The “Great Unwind” is a stark reminder of the risks associated with carry trades, particularly in a highly interconnected global financial system. The sudden and dramatic reversal of the yen’s value illustrates how quickly market conditions can change, especially when driven by unexpected shifts in monetary policy.
The accompanying chart, depicts a trend (going long on tech and short on the yen strategy) in the dollar-yen exchange rate and the tech-focused Nasdaq, underscoring the probability that carry trades have been fuelling tech investments, though it’s likely these trades have also financed purchases in other markets.
The Impact on Japan’s Domestic Economy
While the yen’s volatility has global repercussions, its effects are also deeply felt within Japan. The country is home to the world’s largest community of retail currency traders, known colloquially as “Mrs. Watanabe” traders. These individual investors, often operating from home, have played a significant role in the currency market, leveraging Japan’s low interest rates to engage in carry trades of their own.
The stronger yen also poses challenges for Japan’s broader economy, particularly in the tourism sector. Tourism has been one of the few bright spots in Japan’s economic outlook in recent years. The weak yen made Japan an attractive destination for foreign visitors, who could take advantage of favourable exchange rates to stretch their budgets further. However, as the yen strengthens, the cost of visiting Japan would increase, potentially deterring tourists and hurting businesses that rely on international visitors.
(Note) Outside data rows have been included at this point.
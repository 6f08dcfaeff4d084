//! Operations of the intermediate representation.
//!
//! The operation set is closed: every consumer matches on [`Operation`]
//! exhaustively, so an unknown operation can only show up while turning a
//! mnemonic into an [`OpKind`].

use crate::error::EvalError;
use crate::value::{Argument, Binding};
use smallvec::SmallVec;
use std::fmt;
use std::str::FromStr;

/// Arguments of a call. Most calls take a handful of operands.
pub type CallArgs = SmallVec<[Argument; 4]>;

/// A single operation.
#[derive(Debug, Clone, PartialEq)]
pub enum Operation {
    /// `lhs = rhs`
    Assign { lhs: Binding, rhs: Argument },
    /// `ret = lhs + rhs`
    Add {
        ret: Binding,
        lhs: Argument,
        rhs: Argument,
    },
    /// `ret = lhs * rhs`
    Mul {
        ret: Binding,
        lhs: Argument,
        rhs: Argument,
    },
    /// `ret = callable(args...)`
    ///
    /// Call has no defined semantics yet. Evaluating one leaves the
    /// environment unchanged.
    Call {
        ret: Binding,
        callable: Binding,
        args: CallArgs,
    },
}

impl Operation {
    pub fn assign(lhs: impl Into<Binding>, rhs: impl Into<Argument>) -> Self {
        Operation::Assign {
            lhs: lhs.into(),
            rhs: rhs.into(),
        }
    }

    pub fn add(
        ret: impl Into<Binding>,
        lhs: impl Into<Argument>,
        rhs: impl Into<Argument>,
    ) -> Self {
        Operation::Add {
            ret: ret.into(),
            lhs: lhs.into(),
            rhs: rhs.into(),
        }
    }

    pub fn mul(
        ret: impl Into<Binding>,
        lhs: impl Into<Argument>,
        rhs: impl Into<Argument>,
    ) -> Self {
        Operation::Mul {
            ret: ret.into(),
            lhs: lhs.into(),
            rhs: rhs.into(),
        }
    }

    pub fn call<I, A>(ret: impl Into<Binding>, callable: impl Into<Binding>, args: I) -> Self
    where
        I: IntoIterator<Item = A>,
        A: Into<Argument>,
    {
        Operation::Call {
            ret: ret.into(),
            callable: callable.into(),
            args: args.into_iter().map(Into::into).collect(),
        }
    }

    pub fn kind(&self) -> OpKind {
        match self {
            Operation::Assign { .. } => OpKind::Assign,
            Operation::Add { .. } => OpKind::Add,
            Operation::Mul { .. } => OpKind::Mul,
            Operation::Call { .. } => OpKind::Call,
        }
    }

    /// The binding this operation writes to.
    pub fn target(&self) -> &Binding {
        match self {
            Operation::Assign { lhs, .. } => lhs,
            Operation::Add { ret, .. }
            | Operation::Mul { ret, .. }
            | Operation::Call { ret, .. } => ret,
        }
    }
}

impl fmt::Display for Operation {
    fn fmt(&self, f: &mut fmt::Formatter<'_>) -> fmt::Result {
        match self {
            Operation::Assign { lhs, rhs } => write!(f, "{}: {lhs} = {rhs}", self.kind()),
            Operation::Add { ret, lhs, rhs } => {
                write!(f, "{}: {ret} = {lhs} + {rhs}", self.kind())
            }
            Operation::Mul { ret, lhs, rhs } => {
                write!(f, "{}: {ret} = {lhs} * {rhs}", self.kind())
            }
            Operation::Call {
                ret,
                callable,
                args,
            } => {
                write!(f, "{}: {ret} = `{callable}`(", self.kind())?;
                for (idx, arg) in args.iter().enumerate() {
                    if idx > 0 {
                        write!(f, ", ")?;
                    }
                    write!(f, "{arg}")?;
                }
                write!(f, ")")
            }
        }
    }
}

/// Tag of an [`Operation`], as it appears in program dumps.
#[derive(Debug, Clone, Copy, PartialEq, Eq)]
pub enum OpKind {
    Call,
    Assign,
    Add,
    Mul,
}

impl fmt::Display for OpKind {
    fn fmt(&self, f: &mut fmt::Formatter<'_>) -> fmt::Result {
        let mnemonic = match self {
            OpKind::Call => "CALL",
            OpKind::Assign => "ASSIGN",
            OpKind::Add => "ADD",
            OpKind::Mul => "MUL",
        };
        f.write_str(mnemonic)
    }
}

impl FromStr for OpKind {
    type Err = EvalError;

    fn from_str(s: &str) -> Result<Self, Self::Err> {
        match s {
            "CALL" => Ok(OpKind::Call),
            "ASSIGN" => Ok(OpKind::Assign),
            "ADD" => Ok(OpKind::Add),
            "MUL" => Ok(OpKind::Mul),
            _ => Err(EvalError::UnknownOperationKind(s.to_string())),
        }
    }
}

/// Binary arithmetic operators.
#[derive(Debug, Clone, Copy, PartialEq, Eq)]
pub enum BinOp {
    Add,
    Mul,
}

impl fmt::Display for BinOp {
    fn fmt(&self, f: &mut fmt::Formatter<'_>) -> fmt::Result {
        let name = match self {
            BinOp::Add => "Add",
            BinOp::Mul => "Mul",
        };
        f.write_str(name)
    }
}

#[cfg(test)]
mod tests {
    use super::*;
    use crate::value::Value;

    #[test]
    fn test_kind_and_target() {
        let op = Operation::add("z", "x", "y");
        assert_eq!(op.kind(), OpKind::Add);
        assert_eq!(op.target(), &Binding::from("z"));

        let op = Operation::assign("x", 1i64);
        assert_eq!(op.kind(), OpKind::Assign);
        assert_eq!(op.target(), &Binding::from("x"));
    }

    #[test]
    fn test_display() {
        assert_eq!(Operation::assign("x", 1i64).to_string(), "ASSIGN: x = 1");
        assert_eq!(
            Operation::add("z", "x", "y").to_string(),
            "ADD: z = `x` + `y`"
        );
        assert_eq!(
            Operation::mul("zz", "z", 2.5).to_string(),
            "MUL: zz = `z` * 2.5"
        );
        assert_eq!(
            Operation::call(
                "r",
                "f",
                [Argument::from("a"), Argument::from(Value::text("b"))]
            )
            .to_string(),
            "CALL: r = `f`(`a`, b)"
        );
    }

    #[test]
    fn test_call_without_args() {
        let op = Operation::call("r", "f", Vec::<Argument>::new());
        assert_eq!(op.to_string(), "CALL: r = `f`()");
    }

    #[test]
    fn test_parse_mnemonics() {
        for kind in [OpKind::Call, OpKind::Assign, OpKind::Add, OpKind::Mul] {
            assert_eq!(kind.to_string().parse::<OpKind>().unwrap(), kind);
        }
    }

    #[test]
    fn test_parse_unknown_mnemonic() {
        assert_eq!(
            "SUB".parse::<OpKind>(),
            Err(EvalError::UnknownOperationKind("SUB".to_string()))
        );
        assert!("DIV".parse::<OpKind>().is_err());
        assert!("add".parse::<OpKind>().is_err());
    }
}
Small- and medium-sized enterprises (SMEs) in the tourism industry, such as traditional inns and restaurants, are particularly vulnerable. These businesses, already grappling with the economic fallout from the COVID-19 pandemic, face higher borrowing costs as interest rates rose. For many, the combination of a stronger yen and rising interest rates threatened to undermine their recovery.
Conclusion: A New Chapter for the Yen and Japan
As Japan navigates these turbulent times, the yen’s status as a safe-haven currency remains in flux. The BOJ’s recent actions have highlighted the interconnectedness of global markets and the significant impact that Japan’s monetary policy can have on the rest of the world. For investors, the events of 2024 have been a stark reminder of the risks inherent in relying too heavily on historical trends and assumptions.
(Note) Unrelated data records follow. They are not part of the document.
//! Common test utilities and macros

use pickle::{Binding, Environment, Evaluator, Program, Value};

#[derive(Debug)]
pub enum TestResult {
    Success,
    SuccessWithEnv(Environment),
    Error(String),
    ErrorRegex(String),
}

impl PartialEq for TestResult {
    fn eq(&self, other: &Self) -> bool {
        match (self, other) {
            (TestResult::Success, TestResult::Success) => true,
            (TestResult::Success, TestResult::SuccessWithEnv(_))
            | (TestResult::SuccessWithEnv(_), TestResult::Success) => true,
            (TestResult::SuccessWithEnv(a), TestResult::SuccessWithEnv(b)) => a == b,
            (TestResult::Error(a), TestResult::Error(b)) => a == b,
            (TestResult::ErrorRegex(pattern), TestResult::Error(msg)) => {
                regex::Regex::new(pattern).unwrap().is_match(msg)
            }
            (TestResult::Error(msg), TestResult::ErrorRegex(pattern)) => {
                regex::Regex::new(pattern).unwrap().is_match(msg)
            }
            _ => false,
        }
    }
}

pub fn run_program_test(program: &Program) -> TestResult {
    match pickle::run_program(program) {
        Ok(env) => TestResult::SuccessWithEnv(env),
        Err(e) => TestResult::Error(e.to_string()),
    }
}

/// Builds an environment out of `(name, value)` pairs.
pub fn env_of<V: Into<Value> + Clone>(pairs: &[(&str, V)]) -> Environment {
    pairs
        .iter()
        .map(|(name, value)| (Binding::from(*name), value.clone().into()))
        .collect()
}

pub fn evaluator() -> Evaluator {
    Evaluator::new().with_trace(true)
}

#[macro_export]
macro_rules! check_program {
    ($test_name:ident, program=$program:expr, result=$expected:expr) => {
        #[test]
        fn $test_name() {
            let program = $program;
            let result = crate::common::run_program_test(&program);
            assert_eq!(result, $expected);
        }
    };
}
For Japan, the challenge lies in sustaining its nascent economic recovery while managing the risks associated with rising inflation and a stronger yen. The BOJ’s cautious approach moving forward will be crucial in determining the yen’s future trajectory and its role in global markets.
At home, Japanese citizens, from seasoned traders to small business owners, are adjusting to a new reality. The uncertainty that prevails within the country mirrors the broader uncertainty in global markets. As the world watches Japan’s next moves, one thing is clear: the Yen’s journey in 2024 has marked the beginning of a new chapter, both for Japan and for the global economy.